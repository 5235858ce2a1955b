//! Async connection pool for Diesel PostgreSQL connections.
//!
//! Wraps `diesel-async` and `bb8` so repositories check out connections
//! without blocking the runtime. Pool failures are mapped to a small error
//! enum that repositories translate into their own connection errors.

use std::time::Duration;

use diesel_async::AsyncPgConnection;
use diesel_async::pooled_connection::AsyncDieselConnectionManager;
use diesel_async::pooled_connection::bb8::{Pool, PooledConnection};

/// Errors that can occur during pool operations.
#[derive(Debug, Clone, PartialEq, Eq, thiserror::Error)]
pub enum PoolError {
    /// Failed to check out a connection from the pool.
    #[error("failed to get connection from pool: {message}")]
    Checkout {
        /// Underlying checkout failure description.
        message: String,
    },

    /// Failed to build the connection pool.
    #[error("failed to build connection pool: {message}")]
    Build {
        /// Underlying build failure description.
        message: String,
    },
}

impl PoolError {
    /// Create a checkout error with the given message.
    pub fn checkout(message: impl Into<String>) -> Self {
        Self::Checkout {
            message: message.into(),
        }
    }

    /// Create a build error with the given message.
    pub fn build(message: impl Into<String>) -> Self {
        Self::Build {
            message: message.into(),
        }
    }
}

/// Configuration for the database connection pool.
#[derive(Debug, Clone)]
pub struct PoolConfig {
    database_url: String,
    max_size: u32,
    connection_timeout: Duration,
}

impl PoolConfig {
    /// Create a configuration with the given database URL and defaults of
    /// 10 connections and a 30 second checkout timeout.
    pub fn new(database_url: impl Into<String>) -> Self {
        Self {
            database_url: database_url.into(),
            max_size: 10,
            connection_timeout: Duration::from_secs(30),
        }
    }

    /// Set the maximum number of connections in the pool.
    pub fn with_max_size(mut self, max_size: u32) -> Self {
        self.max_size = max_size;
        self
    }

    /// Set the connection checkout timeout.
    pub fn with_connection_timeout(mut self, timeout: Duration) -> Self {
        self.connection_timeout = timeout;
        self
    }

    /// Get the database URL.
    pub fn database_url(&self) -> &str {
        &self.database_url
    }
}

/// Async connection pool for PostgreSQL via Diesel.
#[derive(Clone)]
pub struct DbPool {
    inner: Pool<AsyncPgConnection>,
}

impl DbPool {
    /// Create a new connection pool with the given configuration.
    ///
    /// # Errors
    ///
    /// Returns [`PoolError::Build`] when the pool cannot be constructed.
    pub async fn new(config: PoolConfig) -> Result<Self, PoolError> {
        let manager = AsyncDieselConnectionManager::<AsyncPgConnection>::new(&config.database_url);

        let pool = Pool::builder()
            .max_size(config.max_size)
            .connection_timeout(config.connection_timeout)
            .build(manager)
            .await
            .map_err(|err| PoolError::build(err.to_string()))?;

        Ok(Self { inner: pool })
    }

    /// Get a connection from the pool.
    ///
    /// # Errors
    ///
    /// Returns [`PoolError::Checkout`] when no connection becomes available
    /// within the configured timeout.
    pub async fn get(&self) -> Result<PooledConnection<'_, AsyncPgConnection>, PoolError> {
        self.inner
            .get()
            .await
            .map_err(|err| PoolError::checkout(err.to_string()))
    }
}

....

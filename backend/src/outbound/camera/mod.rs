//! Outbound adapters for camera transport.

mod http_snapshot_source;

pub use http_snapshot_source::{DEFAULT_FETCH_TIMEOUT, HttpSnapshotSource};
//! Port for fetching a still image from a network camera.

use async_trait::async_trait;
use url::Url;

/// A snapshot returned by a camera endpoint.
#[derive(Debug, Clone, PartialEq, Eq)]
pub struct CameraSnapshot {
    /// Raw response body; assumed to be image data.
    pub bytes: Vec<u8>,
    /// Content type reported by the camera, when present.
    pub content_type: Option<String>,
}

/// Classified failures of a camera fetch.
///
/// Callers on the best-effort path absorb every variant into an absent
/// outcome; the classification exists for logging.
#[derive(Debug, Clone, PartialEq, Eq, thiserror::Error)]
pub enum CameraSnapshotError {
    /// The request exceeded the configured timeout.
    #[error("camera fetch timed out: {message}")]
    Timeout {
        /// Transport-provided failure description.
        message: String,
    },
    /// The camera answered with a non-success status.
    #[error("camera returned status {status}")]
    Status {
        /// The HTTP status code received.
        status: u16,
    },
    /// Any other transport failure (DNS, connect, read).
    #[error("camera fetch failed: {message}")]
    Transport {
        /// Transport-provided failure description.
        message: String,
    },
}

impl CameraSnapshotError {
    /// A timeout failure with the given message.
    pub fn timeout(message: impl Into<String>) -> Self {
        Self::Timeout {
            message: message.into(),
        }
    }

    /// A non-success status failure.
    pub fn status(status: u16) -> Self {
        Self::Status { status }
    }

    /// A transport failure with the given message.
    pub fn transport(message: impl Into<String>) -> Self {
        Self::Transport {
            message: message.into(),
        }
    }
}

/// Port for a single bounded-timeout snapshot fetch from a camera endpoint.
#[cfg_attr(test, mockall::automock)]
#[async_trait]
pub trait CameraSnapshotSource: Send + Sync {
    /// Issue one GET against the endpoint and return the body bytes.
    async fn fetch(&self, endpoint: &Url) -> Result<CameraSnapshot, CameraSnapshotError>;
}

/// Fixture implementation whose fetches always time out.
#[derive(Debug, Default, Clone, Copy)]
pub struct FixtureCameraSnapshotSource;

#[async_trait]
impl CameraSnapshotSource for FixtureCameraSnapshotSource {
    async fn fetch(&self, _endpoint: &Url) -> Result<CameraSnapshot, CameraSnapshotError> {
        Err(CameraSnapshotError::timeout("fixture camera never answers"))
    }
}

....

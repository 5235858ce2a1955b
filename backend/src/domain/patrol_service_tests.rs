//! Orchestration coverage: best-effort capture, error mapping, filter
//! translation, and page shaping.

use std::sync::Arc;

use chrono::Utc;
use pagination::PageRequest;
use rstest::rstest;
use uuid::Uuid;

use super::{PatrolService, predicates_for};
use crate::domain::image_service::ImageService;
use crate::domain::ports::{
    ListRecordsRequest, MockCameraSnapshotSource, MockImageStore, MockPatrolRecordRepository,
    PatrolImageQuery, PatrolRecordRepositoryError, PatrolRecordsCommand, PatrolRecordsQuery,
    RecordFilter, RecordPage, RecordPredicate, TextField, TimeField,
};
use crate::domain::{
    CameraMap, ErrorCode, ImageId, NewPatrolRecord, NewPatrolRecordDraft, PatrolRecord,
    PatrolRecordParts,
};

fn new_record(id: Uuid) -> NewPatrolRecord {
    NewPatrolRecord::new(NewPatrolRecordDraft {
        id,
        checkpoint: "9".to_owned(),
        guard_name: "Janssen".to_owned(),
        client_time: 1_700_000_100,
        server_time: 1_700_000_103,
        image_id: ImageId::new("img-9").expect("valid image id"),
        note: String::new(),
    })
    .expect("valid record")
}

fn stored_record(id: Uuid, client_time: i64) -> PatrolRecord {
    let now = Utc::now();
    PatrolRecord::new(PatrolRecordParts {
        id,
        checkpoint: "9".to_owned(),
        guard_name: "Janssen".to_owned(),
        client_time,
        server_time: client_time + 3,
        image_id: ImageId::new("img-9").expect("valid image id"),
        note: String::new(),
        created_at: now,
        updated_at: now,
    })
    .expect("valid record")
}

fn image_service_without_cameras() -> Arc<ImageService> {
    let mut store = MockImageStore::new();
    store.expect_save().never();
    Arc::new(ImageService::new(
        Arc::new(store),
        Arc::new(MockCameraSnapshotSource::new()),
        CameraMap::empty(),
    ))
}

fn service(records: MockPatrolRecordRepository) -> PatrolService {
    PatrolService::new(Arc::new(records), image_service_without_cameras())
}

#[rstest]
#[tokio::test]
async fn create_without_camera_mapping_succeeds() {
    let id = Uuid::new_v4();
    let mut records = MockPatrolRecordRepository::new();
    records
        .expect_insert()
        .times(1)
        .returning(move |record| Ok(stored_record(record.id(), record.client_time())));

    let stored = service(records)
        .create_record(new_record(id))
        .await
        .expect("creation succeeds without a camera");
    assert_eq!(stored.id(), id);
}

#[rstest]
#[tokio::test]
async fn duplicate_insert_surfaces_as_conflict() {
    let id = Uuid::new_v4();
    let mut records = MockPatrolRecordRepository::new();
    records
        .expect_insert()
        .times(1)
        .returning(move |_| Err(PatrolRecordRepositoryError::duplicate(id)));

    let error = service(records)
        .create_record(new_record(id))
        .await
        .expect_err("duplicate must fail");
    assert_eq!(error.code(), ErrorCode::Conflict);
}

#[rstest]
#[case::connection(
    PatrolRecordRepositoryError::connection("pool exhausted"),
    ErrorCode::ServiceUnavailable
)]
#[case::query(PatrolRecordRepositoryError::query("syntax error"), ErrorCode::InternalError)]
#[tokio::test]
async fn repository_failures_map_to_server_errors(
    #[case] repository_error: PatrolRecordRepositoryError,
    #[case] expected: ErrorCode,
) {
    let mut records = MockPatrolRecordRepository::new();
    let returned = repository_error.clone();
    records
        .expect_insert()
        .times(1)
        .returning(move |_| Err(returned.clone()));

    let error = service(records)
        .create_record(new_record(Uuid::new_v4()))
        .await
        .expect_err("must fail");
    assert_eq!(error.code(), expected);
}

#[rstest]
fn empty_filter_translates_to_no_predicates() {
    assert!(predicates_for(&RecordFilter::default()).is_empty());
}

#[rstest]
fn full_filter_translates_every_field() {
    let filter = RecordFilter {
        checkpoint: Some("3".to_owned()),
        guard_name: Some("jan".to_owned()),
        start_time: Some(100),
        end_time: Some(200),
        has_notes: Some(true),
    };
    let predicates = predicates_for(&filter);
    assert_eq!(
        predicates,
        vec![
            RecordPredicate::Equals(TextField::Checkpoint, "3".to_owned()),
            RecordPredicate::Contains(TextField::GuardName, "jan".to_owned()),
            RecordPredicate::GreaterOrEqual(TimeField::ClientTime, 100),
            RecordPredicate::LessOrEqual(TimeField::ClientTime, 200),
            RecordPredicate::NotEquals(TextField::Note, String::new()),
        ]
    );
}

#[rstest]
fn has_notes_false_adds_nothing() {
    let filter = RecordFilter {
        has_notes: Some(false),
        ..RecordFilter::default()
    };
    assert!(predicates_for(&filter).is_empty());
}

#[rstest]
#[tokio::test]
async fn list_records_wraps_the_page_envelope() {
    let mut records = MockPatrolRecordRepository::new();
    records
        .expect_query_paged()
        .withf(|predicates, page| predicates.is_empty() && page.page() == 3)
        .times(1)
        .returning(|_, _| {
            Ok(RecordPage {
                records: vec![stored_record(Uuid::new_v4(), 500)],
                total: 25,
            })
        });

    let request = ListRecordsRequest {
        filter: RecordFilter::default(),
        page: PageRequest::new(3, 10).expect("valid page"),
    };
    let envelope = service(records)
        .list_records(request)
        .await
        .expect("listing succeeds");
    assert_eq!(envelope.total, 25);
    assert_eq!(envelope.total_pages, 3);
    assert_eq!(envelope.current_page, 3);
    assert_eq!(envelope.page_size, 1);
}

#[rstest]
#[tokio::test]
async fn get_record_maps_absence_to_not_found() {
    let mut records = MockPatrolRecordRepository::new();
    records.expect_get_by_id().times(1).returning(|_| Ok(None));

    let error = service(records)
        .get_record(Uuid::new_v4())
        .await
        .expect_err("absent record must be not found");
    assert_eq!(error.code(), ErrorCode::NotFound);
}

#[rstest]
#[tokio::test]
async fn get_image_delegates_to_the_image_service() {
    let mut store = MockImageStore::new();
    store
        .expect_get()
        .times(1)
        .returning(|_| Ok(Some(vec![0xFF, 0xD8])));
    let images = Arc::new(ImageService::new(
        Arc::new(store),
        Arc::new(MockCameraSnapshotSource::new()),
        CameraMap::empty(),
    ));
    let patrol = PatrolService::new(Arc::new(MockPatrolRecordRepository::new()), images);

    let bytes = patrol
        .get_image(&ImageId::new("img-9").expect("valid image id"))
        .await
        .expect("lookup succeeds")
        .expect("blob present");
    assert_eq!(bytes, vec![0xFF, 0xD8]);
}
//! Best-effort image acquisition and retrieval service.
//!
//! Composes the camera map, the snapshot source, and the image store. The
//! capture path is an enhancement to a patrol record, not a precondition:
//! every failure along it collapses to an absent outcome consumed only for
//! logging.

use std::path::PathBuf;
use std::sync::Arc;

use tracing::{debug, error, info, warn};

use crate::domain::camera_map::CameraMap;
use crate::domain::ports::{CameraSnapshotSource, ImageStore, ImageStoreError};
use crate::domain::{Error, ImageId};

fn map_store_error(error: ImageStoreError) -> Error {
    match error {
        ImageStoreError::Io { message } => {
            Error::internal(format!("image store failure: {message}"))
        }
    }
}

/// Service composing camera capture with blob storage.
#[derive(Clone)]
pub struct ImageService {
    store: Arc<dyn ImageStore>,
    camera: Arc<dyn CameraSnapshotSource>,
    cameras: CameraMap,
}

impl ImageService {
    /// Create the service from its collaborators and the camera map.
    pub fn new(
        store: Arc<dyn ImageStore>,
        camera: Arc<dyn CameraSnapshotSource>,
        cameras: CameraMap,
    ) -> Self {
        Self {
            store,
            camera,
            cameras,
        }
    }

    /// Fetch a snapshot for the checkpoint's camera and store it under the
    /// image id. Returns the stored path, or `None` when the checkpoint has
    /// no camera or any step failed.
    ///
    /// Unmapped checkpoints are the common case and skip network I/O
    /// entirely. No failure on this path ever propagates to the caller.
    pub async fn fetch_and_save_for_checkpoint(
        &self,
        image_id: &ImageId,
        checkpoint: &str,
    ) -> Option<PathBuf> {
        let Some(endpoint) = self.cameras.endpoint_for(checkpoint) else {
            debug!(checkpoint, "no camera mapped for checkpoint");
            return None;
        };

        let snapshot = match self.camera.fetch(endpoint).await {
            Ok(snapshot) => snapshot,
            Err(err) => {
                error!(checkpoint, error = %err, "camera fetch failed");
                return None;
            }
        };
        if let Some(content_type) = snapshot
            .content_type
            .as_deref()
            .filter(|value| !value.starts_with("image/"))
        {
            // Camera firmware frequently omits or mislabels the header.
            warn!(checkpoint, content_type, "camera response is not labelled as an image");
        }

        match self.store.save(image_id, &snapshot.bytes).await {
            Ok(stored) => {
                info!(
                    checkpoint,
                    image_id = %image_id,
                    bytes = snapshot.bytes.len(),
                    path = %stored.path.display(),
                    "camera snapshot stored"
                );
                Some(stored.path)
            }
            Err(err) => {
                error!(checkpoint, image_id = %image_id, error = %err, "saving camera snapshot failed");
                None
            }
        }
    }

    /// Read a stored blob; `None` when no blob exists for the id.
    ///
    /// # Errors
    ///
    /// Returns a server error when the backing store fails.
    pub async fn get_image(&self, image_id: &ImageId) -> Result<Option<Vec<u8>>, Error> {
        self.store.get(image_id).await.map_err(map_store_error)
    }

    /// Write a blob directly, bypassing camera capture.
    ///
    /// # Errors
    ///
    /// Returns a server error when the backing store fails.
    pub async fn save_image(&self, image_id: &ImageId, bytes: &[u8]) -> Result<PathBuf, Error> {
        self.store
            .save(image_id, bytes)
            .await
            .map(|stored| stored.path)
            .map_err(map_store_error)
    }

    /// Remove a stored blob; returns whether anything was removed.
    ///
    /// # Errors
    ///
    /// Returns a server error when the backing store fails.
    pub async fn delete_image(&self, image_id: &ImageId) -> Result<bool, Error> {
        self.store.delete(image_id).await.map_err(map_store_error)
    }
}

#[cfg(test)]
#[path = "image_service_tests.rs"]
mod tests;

....

### Problem requirements
Every line above that carries the string "PoolError" should be copied.

### The completed task
pub enum PoolError {
impl PoolError {
    /// Returns [`PoolError::Build`] when the pool cannot be constructed.
    pub async fn new(config: PoolConfig) -> Result<Self, PoolError> {
            .map_err(|err| PoolError::build(err.to_string()))?;
    /// Returns [`PoolError::Checkout`] when no connection becomes available
    pub async fn get(&self) -> Result<PooledConnection<'_, AsyncPgConnection>, PoolError> {
            .map_err(|err| PoolError::checkout(err.to_string()))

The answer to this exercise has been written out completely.